* [AIM OF THE EXERCISE]:
With the line containing "let result = run_inference(&mut" as the start and the line containing "inference_start.elapsed().as_secs_f64() * 1000.0" as the end, transcribe that span of the entries below exactly, including both.

* [SOURCE RECORDS]:
^^^^

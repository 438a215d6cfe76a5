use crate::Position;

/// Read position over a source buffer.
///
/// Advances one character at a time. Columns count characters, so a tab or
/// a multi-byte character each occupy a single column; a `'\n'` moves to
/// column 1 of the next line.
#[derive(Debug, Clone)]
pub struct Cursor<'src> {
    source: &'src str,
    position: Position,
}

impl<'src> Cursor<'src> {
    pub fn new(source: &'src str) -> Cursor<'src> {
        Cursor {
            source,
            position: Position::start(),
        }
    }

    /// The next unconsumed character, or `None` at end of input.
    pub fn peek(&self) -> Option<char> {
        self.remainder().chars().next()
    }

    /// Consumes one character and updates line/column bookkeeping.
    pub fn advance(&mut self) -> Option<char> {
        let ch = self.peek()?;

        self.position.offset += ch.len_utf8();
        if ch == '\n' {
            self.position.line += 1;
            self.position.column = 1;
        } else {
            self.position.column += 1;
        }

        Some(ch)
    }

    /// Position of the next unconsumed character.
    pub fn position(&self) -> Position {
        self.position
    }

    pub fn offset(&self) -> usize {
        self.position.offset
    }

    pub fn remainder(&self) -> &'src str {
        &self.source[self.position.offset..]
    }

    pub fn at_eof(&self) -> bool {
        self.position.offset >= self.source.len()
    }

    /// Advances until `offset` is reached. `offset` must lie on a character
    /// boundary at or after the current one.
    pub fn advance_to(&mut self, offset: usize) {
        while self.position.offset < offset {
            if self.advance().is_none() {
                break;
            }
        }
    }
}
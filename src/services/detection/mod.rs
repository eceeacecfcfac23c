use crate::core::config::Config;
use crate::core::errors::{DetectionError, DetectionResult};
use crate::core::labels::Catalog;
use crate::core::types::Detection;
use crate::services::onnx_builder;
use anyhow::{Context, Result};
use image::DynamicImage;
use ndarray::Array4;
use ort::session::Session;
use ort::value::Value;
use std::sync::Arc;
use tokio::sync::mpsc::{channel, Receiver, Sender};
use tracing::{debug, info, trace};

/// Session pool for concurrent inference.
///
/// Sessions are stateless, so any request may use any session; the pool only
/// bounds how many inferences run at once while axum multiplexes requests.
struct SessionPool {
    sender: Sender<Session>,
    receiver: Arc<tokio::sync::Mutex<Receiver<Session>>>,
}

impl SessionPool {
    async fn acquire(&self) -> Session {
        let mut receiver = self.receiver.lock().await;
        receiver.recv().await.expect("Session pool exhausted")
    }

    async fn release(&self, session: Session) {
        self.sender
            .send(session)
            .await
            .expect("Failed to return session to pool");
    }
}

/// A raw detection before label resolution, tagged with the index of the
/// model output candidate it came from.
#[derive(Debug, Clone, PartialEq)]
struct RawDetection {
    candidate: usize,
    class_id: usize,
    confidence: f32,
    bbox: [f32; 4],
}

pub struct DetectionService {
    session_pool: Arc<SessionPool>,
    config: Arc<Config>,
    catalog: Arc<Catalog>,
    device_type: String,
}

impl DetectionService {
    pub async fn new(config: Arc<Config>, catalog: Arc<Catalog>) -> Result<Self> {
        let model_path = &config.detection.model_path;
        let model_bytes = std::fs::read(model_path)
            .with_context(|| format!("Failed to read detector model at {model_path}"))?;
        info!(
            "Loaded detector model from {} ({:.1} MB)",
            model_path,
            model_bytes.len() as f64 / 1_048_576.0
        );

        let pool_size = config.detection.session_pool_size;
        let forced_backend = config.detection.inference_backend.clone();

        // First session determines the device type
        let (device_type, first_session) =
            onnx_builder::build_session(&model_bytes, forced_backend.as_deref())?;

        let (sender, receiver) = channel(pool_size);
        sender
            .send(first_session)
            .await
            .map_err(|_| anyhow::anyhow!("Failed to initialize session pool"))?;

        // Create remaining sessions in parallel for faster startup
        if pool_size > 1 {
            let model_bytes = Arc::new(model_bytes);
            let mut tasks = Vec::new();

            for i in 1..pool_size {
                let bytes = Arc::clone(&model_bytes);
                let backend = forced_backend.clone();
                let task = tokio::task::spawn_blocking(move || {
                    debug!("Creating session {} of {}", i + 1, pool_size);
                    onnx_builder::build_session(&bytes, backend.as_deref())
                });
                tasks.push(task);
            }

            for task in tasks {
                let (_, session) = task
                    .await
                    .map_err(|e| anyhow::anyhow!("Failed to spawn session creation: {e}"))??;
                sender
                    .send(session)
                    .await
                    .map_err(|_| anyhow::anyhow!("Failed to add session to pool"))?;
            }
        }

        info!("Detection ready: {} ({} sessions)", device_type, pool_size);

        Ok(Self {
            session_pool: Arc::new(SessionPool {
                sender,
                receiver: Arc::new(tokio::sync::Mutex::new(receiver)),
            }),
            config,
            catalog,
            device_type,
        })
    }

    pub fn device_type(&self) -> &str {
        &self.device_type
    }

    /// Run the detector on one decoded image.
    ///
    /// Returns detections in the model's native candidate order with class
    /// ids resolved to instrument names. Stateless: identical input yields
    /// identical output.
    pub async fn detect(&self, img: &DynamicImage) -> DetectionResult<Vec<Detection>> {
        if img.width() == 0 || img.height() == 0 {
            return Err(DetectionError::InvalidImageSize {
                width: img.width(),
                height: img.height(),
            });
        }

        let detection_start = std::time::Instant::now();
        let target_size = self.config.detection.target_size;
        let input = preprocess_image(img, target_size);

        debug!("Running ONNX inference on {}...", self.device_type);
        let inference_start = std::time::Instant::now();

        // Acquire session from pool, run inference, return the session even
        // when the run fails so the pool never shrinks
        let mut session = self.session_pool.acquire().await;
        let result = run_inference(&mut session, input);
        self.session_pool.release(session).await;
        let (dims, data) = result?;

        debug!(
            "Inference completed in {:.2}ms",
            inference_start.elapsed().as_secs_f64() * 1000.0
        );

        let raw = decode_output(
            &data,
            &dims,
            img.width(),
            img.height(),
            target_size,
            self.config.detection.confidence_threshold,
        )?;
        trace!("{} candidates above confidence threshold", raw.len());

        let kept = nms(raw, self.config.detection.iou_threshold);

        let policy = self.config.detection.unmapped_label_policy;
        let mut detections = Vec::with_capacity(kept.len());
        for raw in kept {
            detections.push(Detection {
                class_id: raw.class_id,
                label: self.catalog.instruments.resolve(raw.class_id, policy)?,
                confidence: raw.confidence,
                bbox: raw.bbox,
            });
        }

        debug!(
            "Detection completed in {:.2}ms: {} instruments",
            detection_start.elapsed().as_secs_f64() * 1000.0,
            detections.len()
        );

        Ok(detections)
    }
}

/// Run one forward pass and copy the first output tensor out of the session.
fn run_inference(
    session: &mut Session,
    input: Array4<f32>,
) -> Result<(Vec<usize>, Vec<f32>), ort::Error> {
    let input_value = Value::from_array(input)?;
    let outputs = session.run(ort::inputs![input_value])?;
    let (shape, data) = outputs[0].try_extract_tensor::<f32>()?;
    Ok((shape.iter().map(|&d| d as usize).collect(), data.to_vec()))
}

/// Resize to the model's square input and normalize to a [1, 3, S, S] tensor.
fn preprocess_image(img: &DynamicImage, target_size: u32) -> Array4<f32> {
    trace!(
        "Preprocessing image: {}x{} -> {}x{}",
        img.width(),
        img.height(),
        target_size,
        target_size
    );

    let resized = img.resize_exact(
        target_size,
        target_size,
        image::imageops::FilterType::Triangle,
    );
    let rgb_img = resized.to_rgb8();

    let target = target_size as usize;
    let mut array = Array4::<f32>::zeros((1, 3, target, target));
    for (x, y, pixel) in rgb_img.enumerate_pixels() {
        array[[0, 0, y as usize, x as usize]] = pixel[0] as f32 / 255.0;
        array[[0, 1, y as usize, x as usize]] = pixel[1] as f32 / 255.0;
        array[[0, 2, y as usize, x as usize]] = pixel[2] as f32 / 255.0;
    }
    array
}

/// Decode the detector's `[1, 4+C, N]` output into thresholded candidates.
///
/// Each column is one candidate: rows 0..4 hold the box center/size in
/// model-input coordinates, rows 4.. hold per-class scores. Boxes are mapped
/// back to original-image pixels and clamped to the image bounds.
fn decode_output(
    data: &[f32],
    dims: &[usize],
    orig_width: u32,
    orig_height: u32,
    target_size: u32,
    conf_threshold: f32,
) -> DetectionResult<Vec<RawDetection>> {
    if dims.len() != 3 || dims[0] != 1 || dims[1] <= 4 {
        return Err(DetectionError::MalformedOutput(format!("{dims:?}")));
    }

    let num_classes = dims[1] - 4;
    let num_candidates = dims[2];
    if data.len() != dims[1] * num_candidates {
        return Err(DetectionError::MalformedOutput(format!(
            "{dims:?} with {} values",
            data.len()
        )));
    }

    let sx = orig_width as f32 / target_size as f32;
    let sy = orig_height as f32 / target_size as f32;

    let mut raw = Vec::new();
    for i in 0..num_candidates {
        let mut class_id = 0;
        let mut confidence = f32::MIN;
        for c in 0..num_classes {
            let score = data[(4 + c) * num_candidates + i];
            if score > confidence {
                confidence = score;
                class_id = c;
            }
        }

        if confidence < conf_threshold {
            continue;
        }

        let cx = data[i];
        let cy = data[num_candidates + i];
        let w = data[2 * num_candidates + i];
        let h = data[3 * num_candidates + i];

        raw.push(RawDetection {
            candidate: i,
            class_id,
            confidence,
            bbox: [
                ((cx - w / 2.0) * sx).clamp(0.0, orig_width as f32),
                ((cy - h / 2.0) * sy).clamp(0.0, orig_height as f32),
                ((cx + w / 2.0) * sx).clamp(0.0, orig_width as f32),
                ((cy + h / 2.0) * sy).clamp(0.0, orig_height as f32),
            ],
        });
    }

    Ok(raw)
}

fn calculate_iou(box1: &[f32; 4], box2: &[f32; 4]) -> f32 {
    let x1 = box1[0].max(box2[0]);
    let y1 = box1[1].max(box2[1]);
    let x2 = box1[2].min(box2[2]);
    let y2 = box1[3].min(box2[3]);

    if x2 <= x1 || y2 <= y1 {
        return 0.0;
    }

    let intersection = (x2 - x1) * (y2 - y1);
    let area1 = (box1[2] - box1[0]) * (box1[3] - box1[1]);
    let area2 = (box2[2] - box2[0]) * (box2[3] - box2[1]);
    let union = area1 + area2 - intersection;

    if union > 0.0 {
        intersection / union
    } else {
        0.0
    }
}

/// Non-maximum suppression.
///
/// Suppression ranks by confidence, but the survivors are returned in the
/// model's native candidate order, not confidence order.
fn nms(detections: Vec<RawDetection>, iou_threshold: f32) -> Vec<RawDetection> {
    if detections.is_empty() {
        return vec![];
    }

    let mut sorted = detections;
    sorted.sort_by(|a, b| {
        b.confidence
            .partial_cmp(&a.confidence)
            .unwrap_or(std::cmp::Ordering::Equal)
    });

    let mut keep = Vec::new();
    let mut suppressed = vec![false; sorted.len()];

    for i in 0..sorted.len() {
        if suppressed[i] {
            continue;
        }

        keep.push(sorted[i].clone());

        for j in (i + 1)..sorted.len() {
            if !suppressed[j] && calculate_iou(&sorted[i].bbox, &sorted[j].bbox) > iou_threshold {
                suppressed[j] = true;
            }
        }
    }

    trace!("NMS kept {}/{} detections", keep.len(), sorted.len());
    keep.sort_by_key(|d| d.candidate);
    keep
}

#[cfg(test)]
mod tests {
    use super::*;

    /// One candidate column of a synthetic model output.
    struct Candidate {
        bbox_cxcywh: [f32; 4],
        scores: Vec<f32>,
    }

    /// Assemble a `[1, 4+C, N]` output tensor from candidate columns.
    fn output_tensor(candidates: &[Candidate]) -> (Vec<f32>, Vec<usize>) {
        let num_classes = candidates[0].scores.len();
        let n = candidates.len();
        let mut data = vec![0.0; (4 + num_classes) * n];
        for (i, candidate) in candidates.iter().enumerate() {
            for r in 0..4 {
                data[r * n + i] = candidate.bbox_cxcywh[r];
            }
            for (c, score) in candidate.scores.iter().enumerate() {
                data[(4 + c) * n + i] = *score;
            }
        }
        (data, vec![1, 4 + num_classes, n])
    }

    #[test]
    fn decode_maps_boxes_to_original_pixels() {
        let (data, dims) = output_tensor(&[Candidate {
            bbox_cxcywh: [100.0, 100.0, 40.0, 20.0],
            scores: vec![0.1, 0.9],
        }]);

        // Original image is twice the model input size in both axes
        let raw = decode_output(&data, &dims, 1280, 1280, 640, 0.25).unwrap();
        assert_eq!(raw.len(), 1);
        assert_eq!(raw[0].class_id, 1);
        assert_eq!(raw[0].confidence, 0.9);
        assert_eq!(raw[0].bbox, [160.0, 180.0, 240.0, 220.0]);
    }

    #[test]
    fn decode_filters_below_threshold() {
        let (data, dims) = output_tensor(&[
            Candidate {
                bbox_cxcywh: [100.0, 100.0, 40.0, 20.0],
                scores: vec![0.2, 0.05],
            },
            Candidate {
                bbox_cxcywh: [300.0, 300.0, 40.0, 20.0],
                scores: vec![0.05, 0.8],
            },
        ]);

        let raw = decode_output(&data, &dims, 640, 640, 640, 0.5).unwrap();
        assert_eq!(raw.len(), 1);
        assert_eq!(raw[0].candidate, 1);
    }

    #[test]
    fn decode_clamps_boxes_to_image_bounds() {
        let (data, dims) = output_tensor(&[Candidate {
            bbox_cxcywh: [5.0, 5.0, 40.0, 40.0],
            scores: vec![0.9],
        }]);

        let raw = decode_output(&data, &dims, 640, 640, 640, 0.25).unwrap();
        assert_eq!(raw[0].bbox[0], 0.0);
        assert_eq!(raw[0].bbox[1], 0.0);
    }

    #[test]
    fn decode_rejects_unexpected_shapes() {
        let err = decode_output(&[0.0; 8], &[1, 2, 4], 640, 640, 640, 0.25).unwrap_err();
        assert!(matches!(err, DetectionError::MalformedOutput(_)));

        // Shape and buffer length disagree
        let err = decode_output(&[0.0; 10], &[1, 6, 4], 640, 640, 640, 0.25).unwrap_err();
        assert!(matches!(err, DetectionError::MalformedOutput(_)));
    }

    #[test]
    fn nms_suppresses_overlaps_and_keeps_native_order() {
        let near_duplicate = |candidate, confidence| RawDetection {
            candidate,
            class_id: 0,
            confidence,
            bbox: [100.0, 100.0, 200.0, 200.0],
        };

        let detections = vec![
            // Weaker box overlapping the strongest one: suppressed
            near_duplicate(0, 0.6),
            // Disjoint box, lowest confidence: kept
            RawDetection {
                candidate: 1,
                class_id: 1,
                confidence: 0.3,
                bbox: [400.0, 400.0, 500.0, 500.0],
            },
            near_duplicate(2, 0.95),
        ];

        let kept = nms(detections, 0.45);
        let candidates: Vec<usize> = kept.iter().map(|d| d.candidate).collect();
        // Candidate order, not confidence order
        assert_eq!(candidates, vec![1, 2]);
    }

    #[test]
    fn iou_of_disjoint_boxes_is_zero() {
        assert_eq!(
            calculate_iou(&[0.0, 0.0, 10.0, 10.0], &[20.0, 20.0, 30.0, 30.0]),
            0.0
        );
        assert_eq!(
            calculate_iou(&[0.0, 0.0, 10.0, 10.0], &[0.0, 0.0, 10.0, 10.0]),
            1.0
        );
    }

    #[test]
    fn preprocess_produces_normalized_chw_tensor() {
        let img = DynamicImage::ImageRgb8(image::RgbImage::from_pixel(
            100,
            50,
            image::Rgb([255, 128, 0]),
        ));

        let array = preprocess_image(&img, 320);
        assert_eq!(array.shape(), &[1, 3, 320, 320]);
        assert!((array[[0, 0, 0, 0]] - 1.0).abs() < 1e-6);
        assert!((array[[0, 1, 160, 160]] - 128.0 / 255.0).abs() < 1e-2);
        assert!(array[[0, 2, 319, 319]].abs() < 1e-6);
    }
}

^^^^

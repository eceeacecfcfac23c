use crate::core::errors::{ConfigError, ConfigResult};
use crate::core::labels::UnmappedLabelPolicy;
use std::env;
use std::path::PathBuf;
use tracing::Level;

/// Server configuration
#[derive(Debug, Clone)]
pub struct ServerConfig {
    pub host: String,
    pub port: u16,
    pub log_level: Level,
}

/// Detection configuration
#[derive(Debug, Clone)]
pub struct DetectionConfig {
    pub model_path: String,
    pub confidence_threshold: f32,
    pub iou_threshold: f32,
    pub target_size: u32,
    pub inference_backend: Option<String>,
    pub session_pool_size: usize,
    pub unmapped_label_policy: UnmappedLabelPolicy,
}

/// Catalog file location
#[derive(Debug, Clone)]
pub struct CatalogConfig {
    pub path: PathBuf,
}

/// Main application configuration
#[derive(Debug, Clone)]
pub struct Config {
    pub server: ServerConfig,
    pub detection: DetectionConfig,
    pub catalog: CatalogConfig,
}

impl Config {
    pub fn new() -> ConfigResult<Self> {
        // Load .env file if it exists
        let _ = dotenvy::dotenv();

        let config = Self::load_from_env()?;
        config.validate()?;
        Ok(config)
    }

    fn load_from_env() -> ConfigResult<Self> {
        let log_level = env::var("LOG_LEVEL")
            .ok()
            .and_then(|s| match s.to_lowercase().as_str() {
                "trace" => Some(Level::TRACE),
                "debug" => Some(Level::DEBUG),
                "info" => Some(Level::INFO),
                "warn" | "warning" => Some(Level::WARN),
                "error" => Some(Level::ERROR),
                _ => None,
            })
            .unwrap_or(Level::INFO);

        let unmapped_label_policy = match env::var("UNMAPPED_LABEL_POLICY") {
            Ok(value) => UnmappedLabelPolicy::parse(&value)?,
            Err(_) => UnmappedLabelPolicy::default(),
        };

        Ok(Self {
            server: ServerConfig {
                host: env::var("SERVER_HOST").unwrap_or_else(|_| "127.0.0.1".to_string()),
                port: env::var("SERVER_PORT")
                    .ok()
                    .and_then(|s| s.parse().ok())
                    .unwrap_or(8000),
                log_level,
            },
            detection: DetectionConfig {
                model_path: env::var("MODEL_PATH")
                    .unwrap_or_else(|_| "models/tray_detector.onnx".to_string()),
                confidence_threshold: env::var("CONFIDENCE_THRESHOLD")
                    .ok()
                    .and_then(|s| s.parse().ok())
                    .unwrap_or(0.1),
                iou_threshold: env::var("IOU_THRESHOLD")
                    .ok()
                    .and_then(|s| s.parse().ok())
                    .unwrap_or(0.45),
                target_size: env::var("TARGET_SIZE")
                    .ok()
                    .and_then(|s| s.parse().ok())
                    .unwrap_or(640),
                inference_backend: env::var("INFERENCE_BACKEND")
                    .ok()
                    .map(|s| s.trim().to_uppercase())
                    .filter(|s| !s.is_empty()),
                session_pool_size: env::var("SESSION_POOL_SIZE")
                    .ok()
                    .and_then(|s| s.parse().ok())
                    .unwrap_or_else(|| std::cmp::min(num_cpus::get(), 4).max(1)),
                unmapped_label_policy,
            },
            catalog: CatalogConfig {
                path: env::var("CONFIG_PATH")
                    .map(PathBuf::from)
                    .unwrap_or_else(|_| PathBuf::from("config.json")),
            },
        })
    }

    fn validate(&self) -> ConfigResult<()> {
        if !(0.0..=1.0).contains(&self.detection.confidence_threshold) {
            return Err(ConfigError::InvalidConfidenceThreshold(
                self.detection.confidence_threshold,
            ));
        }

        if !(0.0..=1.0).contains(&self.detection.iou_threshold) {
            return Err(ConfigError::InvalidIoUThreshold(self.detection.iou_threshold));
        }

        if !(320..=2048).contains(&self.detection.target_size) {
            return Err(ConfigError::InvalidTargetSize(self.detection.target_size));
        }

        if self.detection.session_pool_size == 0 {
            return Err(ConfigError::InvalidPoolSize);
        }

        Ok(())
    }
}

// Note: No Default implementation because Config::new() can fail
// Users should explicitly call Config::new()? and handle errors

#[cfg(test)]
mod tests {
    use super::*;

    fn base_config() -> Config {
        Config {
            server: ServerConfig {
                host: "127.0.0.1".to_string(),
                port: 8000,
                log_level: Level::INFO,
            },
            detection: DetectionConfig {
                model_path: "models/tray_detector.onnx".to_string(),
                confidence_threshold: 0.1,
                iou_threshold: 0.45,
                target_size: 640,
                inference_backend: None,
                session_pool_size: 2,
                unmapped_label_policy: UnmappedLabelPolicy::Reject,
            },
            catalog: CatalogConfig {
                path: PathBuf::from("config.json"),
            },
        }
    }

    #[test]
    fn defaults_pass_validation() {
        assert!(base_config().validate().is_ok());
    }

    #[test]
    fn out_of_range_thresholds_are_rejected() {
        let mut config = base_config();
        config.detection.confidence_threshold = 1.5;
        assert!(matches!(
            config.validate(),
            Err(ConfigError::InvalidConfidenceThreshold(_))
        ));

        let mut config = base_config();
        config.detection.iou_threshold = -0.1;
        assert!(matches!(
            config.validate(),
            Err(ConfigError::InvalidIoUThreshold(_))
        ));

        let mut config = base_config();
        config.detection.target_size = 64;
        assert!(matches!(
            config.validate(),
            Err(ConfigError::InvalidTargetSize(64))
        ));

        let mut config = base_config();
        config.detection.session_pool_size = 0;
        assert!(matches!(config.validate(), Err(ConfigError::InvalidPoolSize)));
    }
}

^^^^

* [WRITTEN ANSWER]:
        let result = run_inference(&mut session, input);
        self.session_pool.release(session).await;
        let (dims, data) = result?;

        debug!(
            "Inference completed in {:.2}ms",
            inference_start.elapsed().as_secs_f64() * 1000.0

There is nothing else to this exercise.